Constructive feedback summary: Step 1. Be objective, open, and curious. Try it on. Step 2. Learn and commit to growth on the pieces that ring true. Step 3. Move on. The stuff that doesn't fit, let it go and let people have their right to a different perspective. Shift to the future of how you want to grow and do things the next time.
Now, even more important, at least with most of the residents I’ve interacted with, is the positive feedback. Trainees so quickly dismiss it. I feel like they know the “sandwich” method involves positive comments on both sides of the “negative” observations, and they assume the attending is cavalierly giving obligatory positives to get to the “problem.” I can tell you that in 14 years of interacting with faculty, I don’t know of any who have ever made up something positive just to deliver a Reuben.
A few things are going on here.
First, historically the brain is hard-wired to remember negatives over positives. Recognizing the sounds of a saber-tooth tiger was a bit more important than remembering the best-smelling flower. In addition, many physicians are prone to having a mental filter – a thought distortion where all the good is filtered out, and the negative is magnified. When used in a feedback session, it leads to reinforced self-doubt, negative self-talk, and shame. None of which are useful for growth. The other is the impostor phenomenon, also known as impostor syndrome, where the resident really believes it was some fluke that someone put a positive comment down at all. They are waiting to be discovered as being a fraud.

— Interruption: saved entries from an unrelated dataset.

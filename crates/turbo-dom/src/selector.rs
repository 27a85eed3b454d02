//! The CSS selector subset product templates rely on.
//!
//! Supported: type (`form`), universal (`*`), id (`#main`), class
//! (`.spinner`), attribute presence (`[data-product-sku]`), attribute
//! equality (`[data-product-price-wrapper="with-tax"]`), compounds of those,
//! the descendant combinator and comma-separated groups.

use std::fmt;
use std::str::FromStr;

use thiserror::Error;

use crate::{Document, Element, NodeId};

/// Errors raised while parsing a selector.
#[derive(Error, Debug, Clone, PartialEq, Eq)]
pub enum SelectorError {
    /// Nothing to match (empty input or an empty group).
    #[error("Empty selector: {0:?}")]
    Empty(String),

    /// A character outside the supported grammar.
    #[error("Unexpected '{found}' at offset {offset} in selector {selector:?}")]
    Unexpected {
        selector: String,
        found: char,
        offset: usize,
    },

    /// `[` without a matching `]` or an unclosed quote.
    #[error("Unterminated attribute selector in {0:?}")]
    UnterminatedAttribute(String),
}

/// One simple selector.
#[derive(Debug, Clone, PartialEq, Eq)]
pub enum SimpleSelector {
    Universal,
    Tag(String),
    Id(String),
    Class(String),
    Attribute { name: String, value: Option<String> },
}

impl SimpleSelector {
    fn matches(&self, el: &Element) -> bool {
        match self {
            Self::Universal => true,
            Self::Tag(tag) => el.tag() == tag,
            Self::Id(id) => el.attr("id") == Some(id.as_str()),
            Self::Class(class) => el.has_class(class),
            Self::Attribute { name, value: None } => el.has_attr(name),
            Self::Attribute {
                name,
                value: Some(expected),
            } => el.attr(name) == Some(expected.as_str()),
        }
    }
}

/// Simple selectors that must all match the same element.
#[derive(Debug, Clone, Default, PartialEq, Eq)]
struct Compound {
    parts: Vec<SimpleSelector>,
}

impl Compound {
    fn matches(&self, el: &Element) -> bool {
        self.parts.iter().all(|p| p.matches(el))
    }
}

/// Compounds joined by descendant combinators, outermost first.
#[derive(Debug, Clone, PartialEq, Eq)]
struct Complex {
    compounds: Vec<Compound>,
}

impl Complex {
    fn matches(&self, doc: &Document, id: NodeId) -> bool {
        match self.compounds.len() {
            0 => false,
            n => self.matches_at(doc, id, n - 1),
        }
    }

    fn matches_at(&self, doc: &Document, id: NodeId, idx: usize) -> bool {
        if doc.is_document_node(id) {
            return false;
        }
        let Some(el) = doc.get(id) else {
            return false;
        };
        if !self.compounds[idx].matches(el) {
            return false;
        }
        if idx == 0 {
            return true;
        }
        doc.ancestors(id).any(|a| self.matches_at(doc, a, idx - 1))
    }
}

/// A parsed selector group.
#[derive(Debug, Clone, PartialEq, Eq)]
pub struct Selector {
    source: String,
    alternatives: Vec<Complex>,
}

impl Selector {
    /// Parse a selector.
    pub fn parse(input: &str) -> Result<Self, SelectorError> {
        Parser::new(input).parse()
    }

    /// Whether the element matches any alternative.
    pub fn matches(&self, doc: &Document, id: NodeId) -> bool {
        self.alternatives.iter().any(|c| c.matches(doc, id))
    }

    /// The source text.
    pub fn as_str(&self) -> &str {
        &self.source
    }
}

impl FromStr for Selector {
    type Err = SelectorError;

    fn from_str(s: &str) -> Result<Self, Self::Err> {
        Self::parse(s)
    }
}

impl fmt::Display for Selector {
    fn fmt(&self, f: &mut fmt::Formatter<'_>) -> fmt::Result {
        f.write_str(&self.source)
    }
}

struct Parser<'a> {
    source: &'a str,
    chars: Vec<char>,
    pos: usize,
}

impl<'a> Parser<'a> {
    fn new(source: &'a str) -> Self {
        Self {
            source,
            chars: source.chars().collect(),
            pos: 0,
        }
    }

    fn parse(mut self) -> Result<Selector, SelectorError> {
        let mut alternatives = Vec::new();
        let mut compounds = Vec::new();
        let mut current = Compound::default();

        while let Some(c) = self.peek() {
            match c {
                c if c.is_whitespace() => {
                    self.pos += 1;
                    if !current.parts.is_empty() {
                        compounds.push(std::mem::take(&mut current));
                    }
                }
                ',' => {
                    self.pos += 1;
                    if !current.parts.is_empty() {
                        compounds.push(std::mem::take(&mut current));
                    }
                    if compounds.is_empty() {
                        return Err(SelectorError::Empty(self.source.to_string()));
                    }
                    alternatives.push(Complex {
                        compounds: std::mem::take(&mut compounds),
                    });
                }
                '*' => {
                    self.pos += 1;
                    current.parts.push(SimpleSelector::Universal);
                }
                '.' => {
                    self.pos += 1;
                    let name = self.ident()?;
                    current.parts.push(SimpleSelector::Class(name));
                }
                '#' => {
                    self.pos += 1;
                    let name = self.ident()?;
                    current.parts.push(SimpleSelector::Id(name));
                }
                '[' => {
                    self.pos += 1;
                    let attribute = self.attribute()?;
                    current.parts.push(attribute);
                }
                c if is_ident_char(c) => {
                    let name = self.ident()?;
                    current.parts.push(SimpleSelector::Tag(name.to_ascii_lowercase()));
                }
                other => return Err(self.unexpected(other)),
            }
        }

        if !current.parts.is_empty() {
            compounds.push(current);
        }
        if compounds.is_empty() {
            return Err(SelectorError::Empty(self.source.to_string()));
        }
        alternatives.push(Complex { compounds });

        Ok(Selector {
            source: self.source.trim().to_string(),
            alternatives,
        })
    }

    fn peek(&self) -> Option<char> {
        self.chars.get(self.pos).copied()
    }

    fn unexpected(&self, found: char) -> SelectorError {
        SelectorError::Unexpected {
            selector: self.source.to_string(),
            found,
            offset: self.pos,
        }
    }

    fn skip_whitespace(&mut self) {
        while self.peek().is_some_and(char::is_whitespace) {
            self.pos += 1;
        }
    }

    fn ident(&mut self) -> Result<String, SelectorError> {
        let start = self.pos;
        while self.peek().is_some_and(is_ident_char) {
            self.pos += 1;
        }
        if start == self.pos {
            return Err(match self.peek() {
                Some(c) => self.unexpected(c),
                None => SelectorError::Empty(self.source.to_string()),
            });
        }
        Ok(self.chars[start..self.pos].iter().collect())
    }

    fn attribute(&mut self) -> Result<SimpleSelector, SelectorError> {
        self.skip_whitespace();
        let name = self.ident()?;
        self.skip_whitespace();

        let value = match self.peek() {
            Some(']') => None,
            Some('=') => {
                self.pos += 1;
                self.skip_whitespace();
                let value = match self.peek() {
                    Some(quote @ ('"' | '\'')) => self.quoted(quote)?,
                    Some(_) => self.ident()?,
                    None => {
                        return Err(SelectorError::UnterminatedAttribute(
                            self.source.to_string(),
                        ))
                    }
                };
                self.skip_whitespace();
                Some(value)
            }
            Some(other) => return Err(self.unexpected(other)),
            None => {
                return Err(SelectorError::UnterminatedAttribute(
                    self.source.to_string(),
                ))
            }
        };

        match self.peek() {
            Some(']') => {
                self.pos += 1;
                Ok(SimpleSelector::Attribute { name, value })
            }
            Some(other) => Err(self.unexpected(other)),
            None => Err(SelectorError::UnterminatedAttribute(
                self.source.to_string(),
            )),
        }
    }

    fn quoted(&mut self, quote: char) -> Result<String, SelectorError> {
        self.pos += 1;
        let start = self.pos;
        while let Some(c) = self.peek() {
            if c == quote {
                let value = self.chars[start..self.pos].iter().collect();
                self.pos += 1;
                return Ok(value);
            }
            self.pos += 1;
        }
        Err(SelectorError::UnterminatedAttribute(self.source.to_string()))
    }
}

fn is_ident_char(c: char) -> bool {
    c.is_alphanumeric() || c == '-' || c == '_'
}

In any case, becoming aware that you dismiss the positive is very important. Then, you have to begin to train yourself to make space for the positive. Since it’s so ingrained and automatically dismissed, you have to learn to give room to consider it. Pause. Reflect on it. Ask your brain for examples of how the positive observations are true. You already have your brain pointed in the direction of reinforcing negatives, but I’m asking you to redirect your brain. See the positives that others do. Quiet the inner critic. Own the positives. We need each and every one. Don’t give the balance over to constructive feedback. Celebrate the wins! And SAVOR them. Dwell on them. Give at least equal air time in your mind to the positives if not more.

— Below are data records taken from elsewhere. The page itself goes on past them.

//! Caller-supplied hooks and settings for a controller.

use std::fmt;
use std::rc::Rc;

use turbo_dom::NodeId;
use turbo_observability::StructuredLogger;

use crate::config::PdpConfig;
use crate::data::{CartAddData, ImageData};
use crate::templates::PriceTemplates;

/// Result of a cart add, as reported to [`Callbacks::did_update`].
#[derive(Debug, Clone, PartialEq)]
pub enum CartOutcome {
    /// The cart accepted the item.
    Added(CartAddData),
    /// The request failed or the cart refused the item. Holds the message
    /// shown to the shopper.
    Failed(String),
}

impl CartOutcome {
    /// Whether this is the error branch.
    pub fn is_error(&self) -> bool {
        matches!(self, Self::Failed(_))
    }
}

/// Invoked before a cart add with the product form.
pub type WillUpdate = Rc<dyn Fn(NodeId)>;
/// Invoked after a cart add with `(is_error, outcome, form)`.
pub type DidUpdate = Rc<dyn Fn(bool, &CartOutcome, NodeId)>;
/// Invoked when the selected variant has its own hero image.
pub type SwitchImage = Rc<dyn Fn(&ImageData)>;

/// Lifecycle callbacks. Each defaults to a debug log line.
#[derive(Clone)]
pub struct Callbacks {
    pub will_update: WillUpdate,
    pub did_update: DidUpdate,
    pub switch_image: SwitchImage,
}

impl Default for Callbacks {
    fn default() -> Self {
        let logger = StructuredLogger::new("product-options");
        let will = logger.clone();
        let did = logger.clone();
        Self {
            will_update: Rc::new(move |_| will.debug("Update requested.")),
            did_update: Rc::new(move |_, _, _| did.debug("Update executed.")),
            switch_image: Rc::new(move |_| logger.debug("Image switch attempted.")),
        }
    }
}

impl fmt::Debug for Callbacks {
    fn fmt(&self, f: &mut fmt::Formatter<'_>) -> fmt::Result {
        f.debug_struct("Callbacks").finish_non_exhaustive()
    }
}

impl Callbacks {
    /// Set the pre-submit hook.
    pub fn with_will_update(mut self, f: impl Fn(NodeId) + 'static) -> Self {
        self.will_update = Rc::new(f);
        self
    }

    /// Set the post-submit hook.
    pub fn with_did_update(mut self, f: impl Fn(bool, &CartOutcome, NodeId) + 'static) -> Self {
        self.did_update = Rc::new(f);
        self
    }

    /// Set the image switcher.
    pub fn with_switch_image(mut self, f: impl Fn(&ImageData) + 'static) -> Self {
        self.switch_image = Rc::new(f);
        self
    }
}

/// Everything a controller is constructed with besides the page itself.
#[derive(Debug, Clone, Default)]
pub struct ControllerOptions {
    pub config: PdpConfig,
    pub templates: PriceTemplates,
    pub callbacks: Callbacks,
}

impl ControllerOptions {
    /// Create options with default config, templates and callbacks.
    pub fn new() -> Self {
        Self::default()
    }

    /// Use `config`.
    pub fn with_config(mut self, config: PdpConfig) -> Self {
        self.config = config;
        self
    }

    /// Use `templates` for the price fragments.
    pub fn with_templates(mut self, templates: PriceTemplates) -> Self {
        self.templates = templates;
        self
    }

    /// Use `callbacks`.
    pub fn with_callbacks(mut self, callbacks: Callbacks) -> Self {
        self.callbacks = callbacks;
        self
    }
}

Those who really struggle with impostor syndrome should consider writing and keeping a record of all the positives and reviewing them regularly. Become aware of all the gimmicks your brain is using to dismiss it. Ask yourself what will happen if you accept the positive thing as true? Address those thoughts that come up. Many have almost a superstitious underlying belief that if they think they are good in an area or are excelling, they will become complacent or be set up for failure when the other shoe drops. This is your brain lying to you because it is trying to keep you safe.

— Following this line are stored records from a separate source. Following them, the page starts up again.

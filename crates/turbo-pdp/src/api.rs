//! Storefront remote endpoints used by the product page.

use std::rc::Rc;

use async_trait::async_trait;
use turbo_data::{FetchClient, Transport};
use turbo_dom::FormData;

use crate::config::PdpConfig;
use crate::data::{CartAddData, OptionChangeData, ProductId};
use crate::error::ApiError;

/// Remote calls made by a product options controller.
#[async_trait(?Send)]
pub trait StorefrontApi {
    /// Price, stock and availability for the selection in `form`
    /// (an urlencoded option form).
    async fn option_change(
        &self,
        product_id: &ProductId,
        form: &str,
    ) -> Result<OptionChangeData, ApiError>;

    /// Add the product form's selection to the cart.
    async fn cart_add(&self, form: &FormData) -> Result<CartAddData, ApiError>;
}

#[async_trait(?Send)]
impl<T: StorefrontApi + ?Sized> StorefrontApi for Rc<T> {
    async fn option_change(
        &self,
        product_id: &ProductId,
        form: &str,
    ) -> Result<OptionChangeData, ApiError> {
        (**self).option_change(product_id, form).await
    }

    async fn cart_add(&self, form: &FormData) -> Result<CartAddData, ApiError> {
        (**self).cart_add(form).await
    }
}

/// [`StorefrontApi`] over the storefront's `/remote/v1` HTTP endpoints.
#[derive(Debug, Clone)]
pub struct HttpStorefrontApi {
    client: FetchClient,
}

impl HttpStorefrontApi {
    /// Create a new API client.
    pub fn new(client: FetchClient) -> Self {
        Self { client }
    }

    /// Create a client for `config.api_base_url` sending through `transport`.
    pub fn from_config(transport: Rc<dyn Transport>, config: &PdpConfig) -> Self {
        Self::new(FetchClient::from_shared(transport).with_base_url(config.api_base_url.clone()))
    }
}

#[async_trait(?Send)]
impl StorefrontApi for HttpStorefrontApi {
    async fn option_change(
        &self,
        product_id: &ProductId,
        form: &str,
    ) -> Result<OptionChangeData, ApiError> {
        let response = self
            .client
            .post(format!("/remote/v1/product-attributes/{}", product_id))
            .header("X-Requested-With", "XMLHttpRequest")
            .header("stencil-config", "{}")
            .accept("application/json")
            .form_encoded(form)
            .send()
            .await?
            .error_for_status()?;

        Ok(response.data()?)
    }

    async fn cart_add(&self, form: &FormData) -> Result<CartAddData, ApiError> {
        let response = self
            .client
            .post("/remote/v1/cart/add")
            .header("X-Requested-With", "XMLHttpRequest")
            .accept("application/json")
            .multipart(form.iter())
            .send()
            .await?
            .error_for_status()?;

        Ok(response.data()?)
    }
}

Positive feedback summary: Step 1. Become and remain aware of positive dismissal. Step 2. Pause, give space for it in your mind. Reflect. Step 3. Look for evidence that it’s true. Step 4. Celebrate and Savor!
The great thing about feedback is YOU get to decide what it means to you. No matter the intent of the giver. And as always, there's usually good that comes from assuming positive intent. If you consistently choose the most helpful way to interpret the feedback, you’ll reach greater heights. Atteindre l’excellence avec un esprit de croissance.